The process of neuroinflammation and the immune system are involved in the pathology of both, AD and PD (Table 1). In fact, there are currently other IMI projects, such as the PHAGO project, trying to target key players in AD within these biological processes. For that reason, NeuroMMSig has been enriched with mechanistic subgraphs related to these two processes such as chemokine signaling, cytokine signaling, interferon signaling, toll like receptor, inflammatory response, and immune system response subgraphs. These subgraphs contain biomarkers selected from WP5 such as YKL-40, TLR4, and MRP14. Having these biomarkers in the subgraphs will allow testing the generated hypothesis once the clinical studies have been carried out. The clinical measurements can be mapped to nodes in the networks calculating a score for each patient enabling patient subgroup identification. Since NeuroMMSig is inherently multimodal, not only the biomarkers will be mapped but also other indices like imaging features or metabolites.

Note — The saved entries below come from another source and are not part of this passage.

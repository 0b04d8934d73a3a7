// ============================================================================
// Realized Match Domain Model
// ============================================================================

use crate::error::{PnlError, PnlResult};
use crate::numeric::{Pnl, Price};
use chrono::{DateTime, Utc};

#[cfg(feature = "serde")]
use serde::Serialize;

/// Classification of a realized match by the sign of its P&L.
#[derive(Debug, Clone, Copy, PartialEq, Eq, Hash)]
#[cfg_attr(feature = "serde", derive(Serialize))]
pub enum Outcome {
    Win,
    Loss,
    Breakeven,
}

impl Outcome {
    pub fn of(pnl: Pnl) -> Self {
        if pnl.is_positive() {
            Outcome::Win
        } else if pnl.is_negative() {
            Outcome::Loss
        } else {
            Outcome::Breakeven
        }
    }
}

/// SELL quantity resolved against one open BUY lot (or part of one).
///
/// Immutable once created. `pnl` is always
/// `(sell_price - buy_price) * quantity`.
#[derive(Debug, Clone, PartialEq, Eq)]
#[cfg_attr(feature = "serde", derive(Serialize))]
pub struct RealizedMatch {
    instrument: String,
    quantity: u64,
    buy_price: Price,
    sell_price: Price,
    buy_timestamp: DateTime<Utc>,
    sell_timestamp: DateTime<Utc>,
    pnl: Pnl,
    buy_order_id: Option<String>,
    sell_order_id: Option<String>,
}

impl RealizedMatch {
    /// Create a match and compute its P&L.
    ///
    /// # Errors
    /// `InvalidExecution` for a zero quantity, `Numeric` if the P&L does not
    /// fit the fixed-point range.
    pub fn new(
        instrument: impl Into<String>,
        quantity: u64,
        buy_price: Price,
        sell_price: Price,
        buy_timestamp: DateTime<Utc>,
        sell_timestamp: DateTime<Utc>,
    ) -> PnlResult<Self> {
        if quantity == 0 {
            return Err(PnlError::invalid("matched quantity must be positive"));
        }
        let pnl = sell_price.checked_sub(buy_price)?.checked_mul_qty(quantity)?;

        Ok(Self {
            instrument: instrument.into(),
            quantity,
            buy_price,
            sell_price,
            buy_timestamp,
            sell_timestamp,
            pnl,
            buy_order_id: None,
            sell_order_id: None,
        })
    }

    pub fn with_order_ids(mut self, buy: Option<String>, sell: Option<String>) -> Self {
        self.buy_order_id = buy;
        self.sell_order_id = sell;
        self
    }

    pub fn instrument(&self) -> &str {
        &self.instrument
    }

    pub fn quantity(&self) -> u64 {
        self.quantity
    }

    pub fn buy_price(&self) -> Price {
        self.buy_price
    }

    pub fn sell_price(&self) -> Price {
        self.sell_price
    }

    pub fn buy_timestamp(&self) -> DateTime<Utc> {
        self.buy_timestamp
    }

    pub fn sell_timestamp(&self) -> DateTime<Utc> {
        self.sell_timestamp
    }

    pub fn pnl(&self) -> Pnl {
        self.pnl
    }

    pub fn buy_order_id(&self) -> Option<&str> {
        self.buy_order_id.as_deref()
    }

    pub fn sell_order_id(&self) -> Option<&str> {
        self.sell_order_id.as_deref()
    }

    pub fn outcome(&self) -> Outcome {
        Outcome::of(self.pnl)
    }
}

|AD specific hypotheses||PD specific hypotheses|
|Syndecan-mediated uptake (heparan sulfate proteoglycan (HSPG) – mediated uptake) hypothesis; related to endocytosis processes||LRRK2 (most relevant SNP found on literature)|
|KANSL1 and the corticotropin-releasing hormone receptor – related “shared mechanism” identified by genetics and imaging analysis on chromosome17||Epigenetics (SNCA methylation in the CNS) PDE4D biomarker|
|AD-diabetes comorbidity Insulin signaling crosstalk to major AD pathophysiology mechanisms||Mitochondrial dysfunction|
The use of knowledge graphs representing pathophysiology mechanisms for the stratification of patient subgroups is a non-trivial undertaking. Whereas the clustering of clinical data can identify patterns of clinical readouts, that can be tested in independent clinical data sets for their ability to stratify patients according to the identified pattern, a mechanism candidate needs first to be mapped to variables in clinical data and the significance of the values for the mapped variables needs to be estimated or calculated (e.g., based on thresholds). In the case of discrete variables (e.g., SNPs), the absence or presence of a SNP can be scored. SNPs are likely to be the most frequently used variables to be mapped, as they are routinely measured in research cohorts such as ADNI and PPMI and they are widely used to strategy patient (risk) subgroups. As single SNPs may not be directly “mappable” (because e.g., SNPs linked to mechanisms have not been measured in a study cohort due to different technology platforms for SNP detection), methods for the assignment of SNPs to loci have to be applied. NeuroMMSigDB entries come with a LD-block annotation, which allows for definition of loci and a mapping of SNPs in NeuroMMSigDB mechanisms to SNPs measured in cohorts via LD-blocks.
Some NeuroMMSigDB entries comprise disease stage annotations and such association can be used as a partitioning concept (which, however, does not go beyond the diagnosis of the clinical experts recruiting the patients in the cohort). However, if combined with other modalities (SNPs, imaging readouts), the stage-specific assignment and the mechanistic context may gain an explanatory potential that would trigger more in-depth analysis of that mechanism and its role in stage-specific phenotypes (e.g., certain neuro-psychological assessments; progression patterns; biomarker trajectories). We expect to get more insights in the possible mapping of candidate mechanisms to disease stages during the validation against independent cohort data.